The LAD command is used to compute a fit of one dependent response variable by one or more independent predictor variables. The parameters in a LAD regression are tested by using a test statistic that compares the proportionate reduction in sums of absolute deviations when passing from a reduced to full parameter model (i.e., a test statistic very similar to general F-tests in OLS regression). The drop in dispersion test statistic, Tobs , equals (sum of absolute deviations for reduced model - sum of absolute deviations for full model) / sum of absolute deviations for full model (Cade and Richards 1996, Cade 2003, 2005). Large values of Tobs are evidence against the null hypothesis that the parameter(s) equal(s) zero. If all slope parameters are tested simultaneously against a reduced parameter model that includes only the intercept, then the reference permutation distribution for the test statistic Tobs is obtained by randomly sampling the n! permutations of the dependent variable to the matrix of independent variables as described by Manly (1991) and calculating T for each permutation. However, if only a subset of parameters are being tested (partial model tests), then the reference permutation distribution for the test statistic Tobs is obtained by randomly sampling the n! permutations of residuals from the reduced model to the matrix of independent variables and calculating T for each permutation, following (Freedman and Lane 1983). Probabilities under the null hypothesis are given by (number of TTobs + 1)/ number of permutations sampled. Extensive power simulations demonstrated that these procedures maintained nominal error rates under the null hypothesis well across a variety of error distributions and design configurations (correlated and uncorrelated independent variables) provided the error distributions are independent and identically distributed (Cade and Richards 1996). Similar conclusions were reached for the same form of the test statistic used with OLS regression (Kennedy and Cade 1996, Anderson and Legendre 1999). The LAD permutation test is extended to any selected regression quantile (LAD is just 0.5 regression quantile) by replacing sums of absolute deviations in the test statistic computation with the appropriate sums of weighted absolute deviations used in regression quantile estimation (Cade and Richards 2006).

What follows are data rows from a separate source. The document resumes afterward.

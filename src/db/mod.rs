//! Database module
//!
//! PostgreSQL integration using sqlx with:
//! - Connection pool management
//! - Row types with FromRow
//! - Repository pattern for data access
//! - The `Store` seam the services depend on

#[cfg(test)]
pub mod memory;
pub mod models;
pub mod pool;
pub mod repository;
pub mod store;

// Re-export commonly used items
pub use pool::{create_pool, health_check, pool_stats, run_migrations};
pub use store::{PgStore, Store};
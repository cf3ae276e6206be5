//! Stream start orchestration
//!
//! admission -> failover (test mode, unhealthy primary, no capacity) ->
//! playback decision. Unleased playback (environment default credential,
//! saturated backup) gets an in-memory ticket so the proxy can still serve it.

use std::sync::Arc;
use std::time::{Duration, Instant};

use dashmap::DashMap;
use serde::Serialize;
use tracing::{debug, info, warn};

use crate::db::Store;
use crate::error::{AppError, Result};
use crate::metrics;
use crate::models::{Channel, HealthStatus};
use crate::services::admission::{Admission, AdmissionController};
use crate::services::failover::FailoverEngine;
use crate::services::playback::{
    transcode_url, DecideOptions, PlaybackDecision, PlaybackMode, PlaybackSelector, PlaybackUrls,
};
use crate::services::pool::CredentialPool;
use crate::services::upstream::UpstreamClient;

#[derive(Debug, Clone, Default)]
pub struct StartOptions {
    pub ip_address: Option<String>,
    pub forced_mode: Option<PlaybackMode>,
    pub native_codec_support: bool,
    pub skip_probe: bool,
}

#[derive(Debug, Clone, Serialize)]
#[serde(rename_all = "camelCase")]
pub struct FailoverInfo {
    pub primary_stream_id: String,
    pub backup_channel_id: i64,
    pub backup_stream_id: String,
    pub provider_name: String,
    pub reason: String,
    pub test_mode: bool,
}

#[derive(Debug, Clone, Serialize)]
#[serde(rename_all = "camelCase")]
pub struct StreamStart {
    pub session_token: String,
    /// Stream actually served (the backup's id after a failover)
    pub stream_id: String,
    pub credential_id: Option<i64>,
    /// Counted against the credential's capacity
    pub leased: bool,
    pub overflow: bool,
    #[serde(skip_serializing_if = "Option::is_none")]
    pub failover: Option<FailoverInfo>,
    pub playback: PlaybackDecision,
}

#[derive(Debug, Clone)]
pub enum StartOutcome {
    Started(StreamStart),
    NoCapacity,
}

/// Unleased playback handle
#[derive(Debug, Clone)]
struct Ticket {
    /// `None` for the environment default credential
    credential_id: Option<i64>,
    stream_id: String,
    last_seen: Instant,
}

/// Where a start landed before the playback decision
struct Placement {
    token: String,
    stream_id: String,
    credential_id: Option<i64>,
    leased: bool,
    overflow: bool,
    failover: Option<FailoverInfo>,
}

pub struct StreamingService {
    pool: Arc<CredentialPool>,
    admission: Arc<AdmissionController>,
    failover: Arc<FailoverEngine>,
    playback: Arc<PlaybackSelector>,
    public_base_url: String,
    media_base_url: Option<String>,
    tickets: DashMap<String, Ticket>,
}

impl StreamingService {
    pub fn new(
        pool: Arc<CredentialPool>,
        admission: Arc<AdmissionController>,
        failover: Arc<FailoverEngine>,
        playback: Arc<PlaybackSelector>,
        public_base_url: &str,
        media_base_url: Option<String>,
    ) -> Self {
        Self {
            pool,
            admission,
            failover,
            playback,
            public_base_url: public_base_url.trim_end_matches('/').to_string(),
            media_base_url,
            tickets: DashMap::new(),
        }
    }

    fn store(&self) -> &Arc<dyn Store> {
        self.pool.store()
    }

    pub async fn start_stream(
        &self,
        user_id: i64,
        stream_id: &str,
        opts: &StartOptions,
    ) -> Result<StartOutcome> {
        // Restarting a stream the user already holds keeps the lease
        if let Some(existing) = self.admission.held_session(user_id, stream_id).await? {
            let placement = Placement {
                token: existing.session_token,
                stream_id: existing.stream_id,
                credential_id: Some(existing.credential_id),
                leased: true,
                overflow: false,
                failover: None,
            };
            return Ok(StartOutcome::Started(self.finish(placement, opts).await?));
        }

        let primary = self.primary_channel_for(user_id, stream_id).await?;

        if let Some(primary) = &primary {
            if self.failover.is_test_mode(stream_id) {
                if let Some(placement) = self.place_on_backup(user_id, primary, opts, "test_mode").await? {
                    return Ok(StartOutcome::Started(self.finish(placement, opts).await?));
                }
            }

            if self.provider_health(primary.provider_id).await? == HealthStatus::Unhealthy {
                if let Some(placement) = self.place_on_backup(user_id, primary, opts, "unhealthy").await? {
                    return Ok(StartOutcome::Started(self.finish(placement, opts).await?));
                }
            }
        }

        let placement = match self
            .admission
            .acquire(user_id, stream_id, opts.ip_address.clone())
            .await?
        {
            Admission::Leased(session) => Placement {
                token: session.session_token,
                stream_id: session.stream_id,
                credential_id: Some(session.credential_id),
                leased: true,
                overflow: false,
                failover: None,
            },
            Admission::Default => self.ticket(None, stream_id, false),
            Admission::Overflow(credential_id) => self.ticket(Some(credential_id), stream_id, true),
            Admission::NoCapacity => {
                let backup = match &primary {
                    Some(primary) => {
                        self.place_on_backup(user_id, primary, opts, "no_capacity")
                            .await?
                    }
                    None => None,
                };
                match backup {
                    Some(placement) => placement,
                    None => {
                        info!(user_id, stream_id, "No capacity and no usable backup");
                        return Ok(StartOutcome::NoCapacity);
                    }
                }
            }
        };

        Ok(StartOutcome::Started(self.finish(placement, opts).await?))
    }

    /// The channel the user is entitled to under `stream_id`: a package
    /// channel, else the catalog row of a plan credential that carries the
    /// stream. `None` when the user cannot see it, so no failover applies.
    async fn primary_channel_for(&self, user_id: i64, stream_id: &str) -> Result<Option<Channel>> {
        let from_package = self
            .store()
            .package_channels_for_user(user_id)
            .await?
            .into_iter()
            .find(|c| c.stream_id == stream_id);
        if from_package.is_some() {
            return Ok(from_package);
        }

        let candidates = self.store().channels_by_stream_id(stream_id).await?;
        if candidates.is_empty() {
            return Ok(None);
        }
        for credential in self.store().plan_credentials_for_user(user_id).await? {
            let channel = match credential
                .provider_id
                .and_then(|p| candidates.iter().find(|c| c.provider_id == p))
            {
                Some(c) => c,
                None => continue,
            };
            let client = match self.pool.get_client(credential.id).await {
                Ok(c) => c,
                Err(e) => {
                    debug!(credential_id = credential.id, "Skipping credential: {}", e);
                    continue;
                }
            };
            if client.has_stream(stream_id).await {
                return Ok(Some(channel.clone()));
            }
        }
        Ok(None)
    }

    async fn provider_health(&self, provider_id: i64) -> Result<HealthStatus> {
        Ok(self
            .store()
            .get_provider(provider_id)
            .await?
            .map(|p| p.health_status)
            .unwrap_or_default())
    }

    async fn place_on_backup(
        &self,
        user_id: i64,
        primary: &Channel,
        opts: &StartOptions,
        trigger: &str,
    ) -> Result<Option<Placement>> {
        let decision = self.failover.resolve_failover(primary).await?;
        let selected = match decision.selected {
            Some(s) => s,
            None => {
                warn!(
                    stream_id = %primary.stream_id,
                    trigger,
                    "Failover wanted but {}", decision.reason
                );
                return Ok(None);
            }
        };
        let backup = match self.store().get_channel(selected.channel_id).await? {
            Some(c) => c,
            None => return Ok(None),
        };

        let mut placement = match self
            .admission
            .acquire_backup(user_id, &backup, opts.ip_address.clone())
            .await?
        {
            Admission::Leased(session) => Placement {
                token: session.session_token,
                stream_id: session.stream_id,
                credential_id: Some(session.credential_id),
                leased: true,
                overflow: false,
                failover: None,
            },
            Admission::Overflow(credential_id) => {
                self.ticket(Some(credential_id), &backup.stream_id, true)
            }
            Admission::Default | Admission::NoCapacity => return Ok(None),
        };

        metrics::FAILOVERS.with_label_values(&[trigger]).inc();
        info!(
            user_id,
            primary_stream_id = %primary.stream_id,
            backup_stream_id = %backup.stream_id,
            trigger,
            "Failover to backup channel"
        );

        placement.failover = Some(FailoverInfo {
            primary_stream_id: primary.stream_id.clone(),
            backup_channel_id: backup.id,
            backup_stream_id: backup.stream_id.clone(),
            provider_name: selected.provider_name,
            reason: decision.reason,
            test_mode: trigger == "test_mode",
        });
        Ok(Some(placement))
    }

    fn ticket(&self, credential_id: Option<i64>, stream_id: &str, overflow: bool) -> Placement {
        let token = uuid::Uuid::new_v4().simple().to_string();
        self.tickets.insert(
            token.clone(),
            Ticket {
                credential_id,
                stream_id: stream_id.to_string(),
                last_seen: Instant::now(),
            },
        );
        Placement {
            token,
            stream_id: stream_id.to_string(),
            credential_id,
            leased: false,
            overflow,
            failover: None,
        }
    }

    async fn finish(&self, placement: Placement, opts: &StartOptions) -> Result<StreamStart> {
        let client = self.client_for(placement.credential_id).await?;
        let proxy = format!(
            "{}/api/proxy/session/{}",
            self.public_base_url, placement.token
        );
        let urls = PlaybackUrls {
            direct: client.get_stream_url(&placement.stream_id, "ts"),
            transcode: self.media_base_url.as_deref().map(|m| transcode_url(m, &proxy)),
            proxy,
        };
        let decide_opts = DecideOptions {
            skip_probe: opts.skip_probe,
            forced_mode: opts.forced_mode,
            is_iptv_stream: true,
            native_codec_support: opts.native_codec_support,
        };
        let playback = self.playback.select(&urls, &decide_opts).await;

        Ok(StreamStart {
            session_token: placement.token,
            stream_id: placement.stream_id,
            credential_id: placement.credential_id,
            leased: placement.leased,
            overflow: placement.overflow,
            failover: placement.failover,
            playback,
        })
    }

    async fn client_for(&self, credential_id: Option<i64>) -> Result<Arc<UpstreamClient>> {
        match credential_id {
            Some(id) => self.pool.get_client(id).await,
            None => self
                .pool
                .default_client()
                .ok_or_else(|| AppError::Internal("No default credential configured".to_string())),
        }
    }

    // ========================================================================
    // Session handles
    // ========================================================================

    /// Upstream URL behind a session token. Internal only: it carries secrets.
    pub async fn upstream_url_for_token(&self, token: &str) -> Result<String> {
        if let Some(session) = self.admission.session_by_token(token).await? {
            if !session.is_fresh(self.admission.cutoff()) {
                return Err(AppError::NotFound("Session expired".to_string()));
            }
            let client = self.pool.get_client(session.credential_id).await?;
            return Ok(client.get_stream_url(&session.stream_id, "ts"));
        }

        let ticket = self
            .tickets
            .get(token)
            .map(|t| t.clone())
            .ok_or_else(|| AppError::NotFound("Unknown session".to_string()))?;
        let client = self.client_for(ticket.credential_id).await?;
        Ok(client.get_stream_url(&ticket.stream_id, "ts"))
    }

    pub async fn heartbeat(&self, token: &str) -> Result<bool> {
        if self.admission.heartbeat(token).await? {
            return Ok(true);
        }
        Ok(match self.tickets.get_mut(token) {
            Some(mut ticket) => {
                ticket.last_seen = Instant::now();
                true
            }
            None => false,
        })
    }

    pub async fn release(&self, token: &str) -> Result<bool> {
        if self.admission.release(token).await? {
            return Ok(true);
        }
        Ok(self.tickets.remove(token).is_some())
    }

    /// Drop tickets not heard from within `stale_after`
    pub fn sweep_tickets(&self, stale_after: Duration) -> usize {
        let before = self.tickets.len();
        self.tickets.retain(|_, t| t.last_seen.elapsed() < stale_after);
        before - self.tickets.len()
    }

    pub fn ticket_count(&self) -> usize {
        self.tickets.len()
    }
}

Cade (2003, 2005) and Cade and Richards (2006) found that Type I error rates were improved when testing subsets of parameters in quantile regression models by deleting all but a single zero residual associated with the fit to p - q parameters under the null hypothesis, where p is the number of parameters in the full model and q is the number of parameters being tested. Dropping the excessive zero residuals eliminates a mass of zeros in the distribution associated with the estimation process rather than sampling variation. As this reduces the length of the residual vector so that it no longer conforms to the n × p matrix X of predictors, the corresponding number of rows of X are randomly deleted at each permutation. This deletion of zero residuals and random deletion of rows of X are done by default for this drop in dispersion permutation test. In addition, Cade (2003, 2005) and Cade and Richards (2006) found that anytime the null, reduced (p - q) parameter model was constrained through the origin (no intercept), Type I error rates were improved by randomly recentering the residual vector since the residuals from the null model will no longer have zero associated with the specified quantile (or mean zero for OLS). This is implemented as a double permutation procedure where the first step at each iteration is to randomly recenter the selected quantile of the residual vector by a quantity generated as a random binomial for the specified quantile (e.g., 0.90). A similar operation is done for OLS regression where the quantile = 0.50 is always used to generate random binomials. The second step at each iteration then (the doubling of permutations) permutes these randomly recentered residuals to the matrix X. Because it is not always obvious when a model is constrained through the origin (e.g., some weighted model tests will require this and some won't), we elected to make the double permutation scheme selected by an option of the hypothesis testing command (HYP/DP).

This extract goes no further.